2,06 Ga) est l'un des plus grands corps ignés mafiques intrusifs trouvés dans la croûte continentale, mais son origine et sa structure en profondeur sont mal comprises. L'objectif scientifique de ce projet est de déterminer l'étendue volumétrique et surfacique totale du complexe Bushveld (C.-B.). On pense que la Colombie-Britannique mesure au moins 500 000 kilomètres cubes et peut atteindre 1 000 000 kilomètres cubes, ce qui la place à égalité avec les plus grands complexes ignés du monde. L'étude des grandes provinces ignées (LIPS) fournit un aperçu important de la formation de la croûte terrestre, de la stabilisation et de la dislocation des masses continentales, et peut-être de la cause de certains événements d'extinction de masse dans l'histoire géologique. Au cours des trois années du site REU, des données seront collectées et interprétées par les étudiants participants afin de mieux délimiter la continuité (ou l'absence de continuité) entre la partie centrale du BC et un certain nombre d'intrusions ignées périphériques. Les données à collecter comprendront des mesures sismiques et gravimétriques, ainsi que des données sur les éléments majeurs, les éléments traces et les rapports isotopiques pour les minéraux séparés et les roches entières.

Ce prix a été soutenu par un cofinancement du Bureau des activités internationales et intégratives.

RAPPORT SUR LES RÉSULTATS DU PROJET

Ce rapport sur les résultats du projet pour le grand public est affiché textuellement tel que soumis par le chercheur principal (PI) pour ce prix.
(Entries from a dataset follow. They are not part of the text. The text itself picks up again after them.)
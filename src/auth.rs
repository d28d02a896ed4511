use actix_web::{
    cookie::{Cookie, SameSite},
    get,
    http::{header, StatusCode},
    post, web, HttpRequest, HttpResponse,
};
use serde::{Deserialize, Serialize};
use serde_json::json;
use tracing::{error, info};

use crate::backend::Backend;
use crate::dashboard::Route;
use crate::error::{error_body, BackendError};
use crate::schemas::Session;

pub const SESSION_COOKIE: &str = "access_token";

pub const EMAIL_EXISTS: &str = "Email already exists. Please log in.";
pub const CHECK_EMAIL: &str = "Check your email for confirmation!";
pub const EMAIL_NOT_FOUND: &str = "Email not found. Please sign up.";
pub const GENERIC_FAILURE: &str = "An error occurred, please try again.";

#[derive(Clone, Copy, Debug, Default, PartialEq, Eq, Deserialize, Serialize)]
#[serde(rename_all = "snake_case")]
pub enum AuthMode {
    #[default]
    SignIn,
    SignUp,
}

#[derive(Debug, PartialEq)]
pub enum AuthOutcome {
    Notice(String),
    /// The auth service refused the request; its message is shown as is.
    Rejected(String),
    Failed,
    SignedIn(Session),
}

#[derive(Debug, PartialEq, Serialize)]
pub struct AuthView {
    pub mode: AuthMode,
    pub title: &'static str,
    pub button: &'static str,
    pub button_disabled: bool,
    pub toggle_prompt: &'static str,
    pub toggle_link: &'static str,
}

#[derive(Debug, Default)]
pub struct AuthForm {
    email: String,
    password: String,
    loading: bool,
    mode: AuthMode,
}

impl AuthForm {
    pub fn new(mode: AuthMode) -> Self {
        AuthForm {
            mode,
            ..Default::default()
        }
    }

    pub fn set_email(&mut self, email: impl Into<String>) {
        self.email = email.into();
    }

    pub fn set_password(&mut self, password: impl Into<String>) {
        self.password = password.into();
    }

    #[cfg(test)]
    pub fn toggle_mode(&mut self) {
        self.mode = match self.mode {
            AuthMode::SignIn => AuthMode::SignUp,
            AuthMode::SignUp => AuthMode::SignIn,
        };
    }

    pub fn mode(&self) -> AuthMode {
        self.mode
    }

    #[cfg(test)]
    pub fn is_loading(&self) -> bool {
        self.loading
    }

    /// Looks the email up in the `User` table before calling the auth
    /// service. The lookup only picks a friendlier message; uniqueness is
    /// enforced by the auth service.
    pub async fn submit(&mut self, backend: &Backend) -> AuthOutcome {
        self.loading = true;
        let result = match self.mode {
            AuthMode::SignUp => self.sign_up(backend).await,
            AuthMode::SignIn => self.sign_in(backend).await,
        };
        self.loading = false;

        result.unwrap_or_else(|err| {
            error!("Error checking email: {}", err);
            AuthOutcome::Failed
        })
    }

    async fn sign_up(&mut self, backend: &Backend) -> Result<AuthOutcome, BackendError> {
        if backend.tables.find_user_by_email(&self.email).await?.is_some() {
            return Ok(AuthOutcome::Notice(EMAIL_EXISTS.to_string()));
        }
        match backend.auth.sign_up(&self.email, &self.password).await {
            Ok(user) => {
                info!(user_id = %user.id, "account created");
                self.mode = AuthMode::SignIn;
                Ok(AuthOutcome::Notice(CHECK_EMAIL.to_string()))
            }
            Err(err) => Ok(AuthOutcome::Rejected(err.to_string())),
        }
    }

    async fn sign_in(&mut self, backend: &Backend) -> Result<AuthOutcome, BackendError> {
        if backend.tables.find_user_by_email(&self.email).await?.is_none() {
            return Ok(AuthOutcome::Notice(EMAIL_NOT_FOUND.to_string()));
        }
        match backend.auth.sign_in_with_password(&self.email, &self.password).await {
            Ok(session) => Ok(AuthOutcome::SignedIn(session)),
            Err(err) => Ok(AuthOutcome::Rejected(err.to_string())),
        }
    }

    pub fn render(&self) -> AuthView {
        let (title, busy, toggle_prompt, toggle_link) = match self.mode {
            AuthMode::SignUp => (
                "Sign Up",
                "Signing Up...",
                "Already have an account?",
                "Log in here",
            ),
            AuthMode::SignIn => (
                "Sign In",
                "Logging In...",
                "Don't have an account?",
                "Sign up here",
            ),
        };
        AuthView {
            mode: self.mode,
            title,
            button: if self.loading { busy } else { title },
            button_disabled: self.loading,
            toggle_prompt,
            toggle_link,
        }
    }
}

/// Reads the access token from `Authorization: Bearer ...` or the session
/// cookie.
pub fn access_token(request: &HttpRequest) -> Option<String> {
    let bearer = request
        .headers()
        .get(header::AUTHORIZATION)
        .and_then(|value| value.to_str().ok())
        .and_then(|value| value.strip_prefix("Bearer "))
        .map(|token| token.trim().to_string());
    bearer.or_else(|| {
        request
            .cookie(SESSION_COOKIE)
            .map(|cookie| cookie.value().to_string())
    })
}

#[derive(Deserialize)]
struct AuthQuery {
    mode: Option<AuthMode>,
}

#[derive(Deserialize)]
struct Credentials {
    email: String,
    password: String,
}

#[get("/auth")]
async fn auth_page(query: web::Query<AuthQuery>) -> HttpResponse {
    let form = AuthForm::new(query.mode.unwrap_or_default());
    HttpResponse::Ok().json(form.render())
}

#[post("/auth/sign-up")]
async fn sign_up(backend: web::Data<Backend>, json: web::Json<Credentials>) -> HttpResponse {
    submit(AuthMode::SignUp, &backend, json.into_inner()).await
}

#[post("/auth/sign-in")]
async fn sign_in(backend: web::Data<Backend>, json: web::Json<Credentials>) -> HttpResponse {
    submit(AuthMode::SignIn, &backend, json.into_inner()).await
}

async fn submit(mode: AuthMode, backend: &Backend, credentials: Credentials) -> HttpResponse {
    let mut form = AuthForm::new(mode);
    form.set_email(credentials.email);
    form.set_password(credentials.password);

    match form.submit(backend).await {
        AuthOutcome::Notice(message) => {
            HttpResponse::Ok().json(json!({ "message": message, "mode": form.mode() }))
        }
        AuthOutcome::Rejected(message) => error_body(StatusCode::BAD_REQUEST, message),
        AuthOutcome::Failed => error_body(StatusCode::INTERNAL_SERVER_ERROR, GENERIC_FAILURE),
        AuthOutcome::SignedIn(session) => {
            let cookie = Cookie::build(SESSION_COOKIE, session.access_token.clone())
                .path("/")
                .http_only(true)
                .same_site(SameSite::Lax)
                .finish();
            HttpResponse::SeeOther()
                .insert_header((header::LOCATION, Route::Dashboard.path()))
                .cookie(cookie)
                .json(session)
        }
    }
}

pub fn configure(cfg: &mut web::ServiceConfig) {
    cfg.service(auth_page).service(sign_up).service(sign_in);
}

#[cfg(test)]
mod tests {
    use super::*;
    use crate::backend::{INVALID_CREDENTIALS, SHORT_PASSWORD};
    use crate::testing::{memory_backend, signed_in, PASSWORD};
    use actix_web::{test, App};

    fn form(mode: AuthMode, email: &str, password: &str) -> AuthForm {
        let mut form = AuthForm::new(mode);
        form.set_email(email);
        form.set_password(password);
        form
    }

    #[tokio::test]
    async fn sign_up_with_known_email_never_reaches_auth() {
        let (backend, memory) = memory_backend();
        signed_in(&memory, "ana@example.com").await;
        let before = memory.calls();

        let mut form = form(AuthMode::SignUp, "ana@example.com", PASSWORD);
        let outcome = form.submit(&backend).await;

        assert_eq!(outcome, AuthOutcome::Notice(EMAIL_EXISTS.to_string()));
        // Only the existence check ran.
        assert_eq!(memory.calls(), before + 1);
        assert_eq!(form.mode(), AuthMode::SignUp);
    }

    #[tokio::test]
    async fn sign_up_switches_to_sign_in() {
        let (backend, _) = memory_backend();
        let mut form = form(AuthMode::SignUp, "new@example.com", PASSWORD);

        let outcome = form.submit(&backend).await;

        assert_eq!(outcome, AuthOutcome::Notice(CHECK_EMAIL.to_string()));
        assert_eq!(form.mode(), AuthMode::SignIn);
        assert!(backend.tables.find_user_by_email("new@example.com").await.unwrap().is_some());
    }

    #[tokio::test]
    async fn sign_up_surfaces_backend_message() {
        let (backend, _) = memory_backend();
        let outcome = form(AuthMode::SignUp, "new@example.com", "abc").submit(&backend).await;
        assert_eq!(outcome, AuthOutcome::Rejected(SHORT_PASSWORD.to_string()));
    }

    #[tokio::test]
    async fn sign_in_with_unknown_email_never_checks_password() {
        let (backend, memory) = memory_backend();
        let mut form = form(AuthMode::SignIn, "ghost@example.com", PASSWORD);

        let outcome = form.submit(&backend).await;

        assert_eq!(outcome, AuthOutcome::Notice(EMAIL_NOT_FOUND.to_string()));
        assert_eq!(memory.calls(), 1);
    }

    #[tokio::test]
    async fn sign_in_outcomes() {
        let (backend, memory) = memory_backend();
        signed_in(&memory, "ana@example.com").await;

        let wrong = form(AuthMode::SignIn, "ana@example.com", "wrong-password")
            .submit(&backend)
            .await;
        assert_eq!(wrong, AuthOutcome::Rejected(INVALID_CREDENTIALS.to_string()));

        match form(AuthMode::SignIn, "ana@example.com", PASSWORD).submit(&backend).await {
            AuthOutcome::SignedIn(session) => assert_eq!(session.user.email, "ana@example.com"),
            other => panic!("expected a session, got {other:?}"),
        }
    }

    #[tokio::test]
    async fn failed_check_clears_loading() {
        let (backend, memory) = memory_backend();
        memory.set_outage(Some("connection reset"));
        let mut form = form(AuthMode::SignIn, "ana@example.com", PASSWORD);

        assert_eq!(form.submit(&backend).await, AuthOutcome::Failed);
        assert!(!form.is_loading());
        assert!(!form.render().button_disabled);
    }

    #[actix_web::test]
    async fn render_follows_mode() {
        let mut form = AuthForm::new(AuthMode::SignIn);
        assert_eq!(form.render().title, "Sign In");
        assert_eq!(form.render().toggle_link, "Sign up here");
        form.toggle_mode();
        assert_eq!(form.render().title, "Sign Up");
        form.loading = true;
        assert_eq!(form.render().button, "Signing Up...");
    }

    #[actix_web::test]
    async fn sign_in_redirects_to_dashboard_with_cookie() {
        let (backend, memory) = memory_backend();
        signed_in(&memory, "ana@example.com").await;
        let app = test::init_service(
            App::new()
                .app_data(web::Data::new(backend))
                .configure(configure),
        )
        .await;

        let request = test::TestRequest::post()
            .uri("/auth/sign-in")
            .set_json(json!({ "email": "ana@example.com", "password": PASSWORD }))
            .to_request();
        let response = test::call_service(&app, request).await;

        assert_eq!(response.status(), StatusCode::SEE_OTHER);
        assert_eq!(response.headers().get(header::LOCATION).unwrap(), "/dashboard");
        let cookie = response
            .response()
            .cookies()
            .find(|cookie| cookie.name() == SESSION_COOKIE)
            .unwrap();
        assert_eq!(cookie.http_only(), Some(true));
        assert_eq!(cookie.same_site(), Some(SameSite::Lax));
        let session: Session = test::read_body_json(response).await;
        assert_eq!(session.user.email, "ana@example.com");
    }

    #[actix_web::test]
    async fn sign_up_with_known_email_reports_notice() {
        let (backend, memory) = memory_backend();
        signed_in(&memory, "ana@example.com").await;
        let app = test::init_service(
            App::new()
                .app_data(web::Data::new(backend))
                .configure(configure),
        )
        .await;

        let request = test::TestRequest::post()
            .uri("/auth/sign-up")
            .set_json(json!({ "email": "ana@example.com", "password": PASSWORD }))
            .to_request();
        let body: serde_json::Value = test::call_and_read_body_json(&app, request).await;

        assert_eq!(body, json!({ "message": EMAIL_EXISTS, "mode": "sign_up" }));
    }

    #[actix_web::test]
    async fn reads_bearer_before_cookie() {
        let request = test::TestRequest::default()
            .insert_header((header::AUTHORIZATION, "Bearer abc"))
            .cookie(Cookie::new(SESSION_COOKIE, "from-cookie"))
            .to_http_request();
        assert_eq!(access_token(&request).as_deref(), Some("abc"));

        let request = test::TestRequest::default()
            .cookie(Cookie::new(SESSION_COOKIE, "from-cookie"))
            .to_http_request();
        assert_eq!(access_token(&request).as_deref(), Some("from-cookie"));
        assert_eq!(access_token(&test::TestRequest::default().to_http_request()), None);
    }
}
Toutes les opinions, constatations et conclusions ou recommandations exprimées dans ce rapport sont celles du PI et ne reflètent pas nécessairement les vues de la National Science Foundation La NSF n'a pas approuvé ou approuvé son contenu.

Entre 2015 et 2019, 31 étudiants de premier cycle d'universités et de collèges des États-Unis ont participé au programme Penn State - AfricaArray Bushveld REU. Tous ces étudiants ont participé à des projets de recherche liés à la géochimie et à la géophysique du Bushveld Igneous Complex, et 30 étudiants se sont rendus en Afrique du Sud pour effectuer des travaux sur le terrain au Bushveld Igneous Complex et à la structure d'impact de Vredefort. Les participants ont présenté les résultats de leurs projets de recherche lors de colloques internes à la Pennsylvania State University et à l'Université de Witwatersrand, le AfricaArray Diversity Forum à Houston, Texas, la National Association of Black Geoscientists Conference, la Geological Society of America Annual Meeting, et la réunion d'automne de l'American Geophysical Union.

Sur le plan démographique, 42 % des participants à la REU étaient des femmes et 67 % se sont identifiés comme hispaniques/latinos/mexicains-américains (48 %) ou noirs/afro-américains (19 %). À l'automne 2019, au moins 12 participants REU avaient commencé des programmes de maîtrise en géosciences et domaines connexes, et au moins 4 avaient commencé des programmes de doctorat en géosciences et domaines connexes. Parmi les étudiants qui sont entrés dans des programmes d'études supérieures, cinq ont obtenu leur diplôme et les autres sont toujours en cours. Au moins sept anciens participants de REU sont actuellement employés comme géoscientifiques dans l'industrie ou le milieu universitaire. Presque tous les anciens participants considèrent le Penn State - Bushveld REU comme leur point d'entrée dans la recherche en géosciences, et attribuent à l'expérience l'ouverture de possibilités d'emploi et d'études. Beaucoup rapportent également que le REU les a aidés à améliorer leurs compétences en communication scientifique et leur confiance en eux.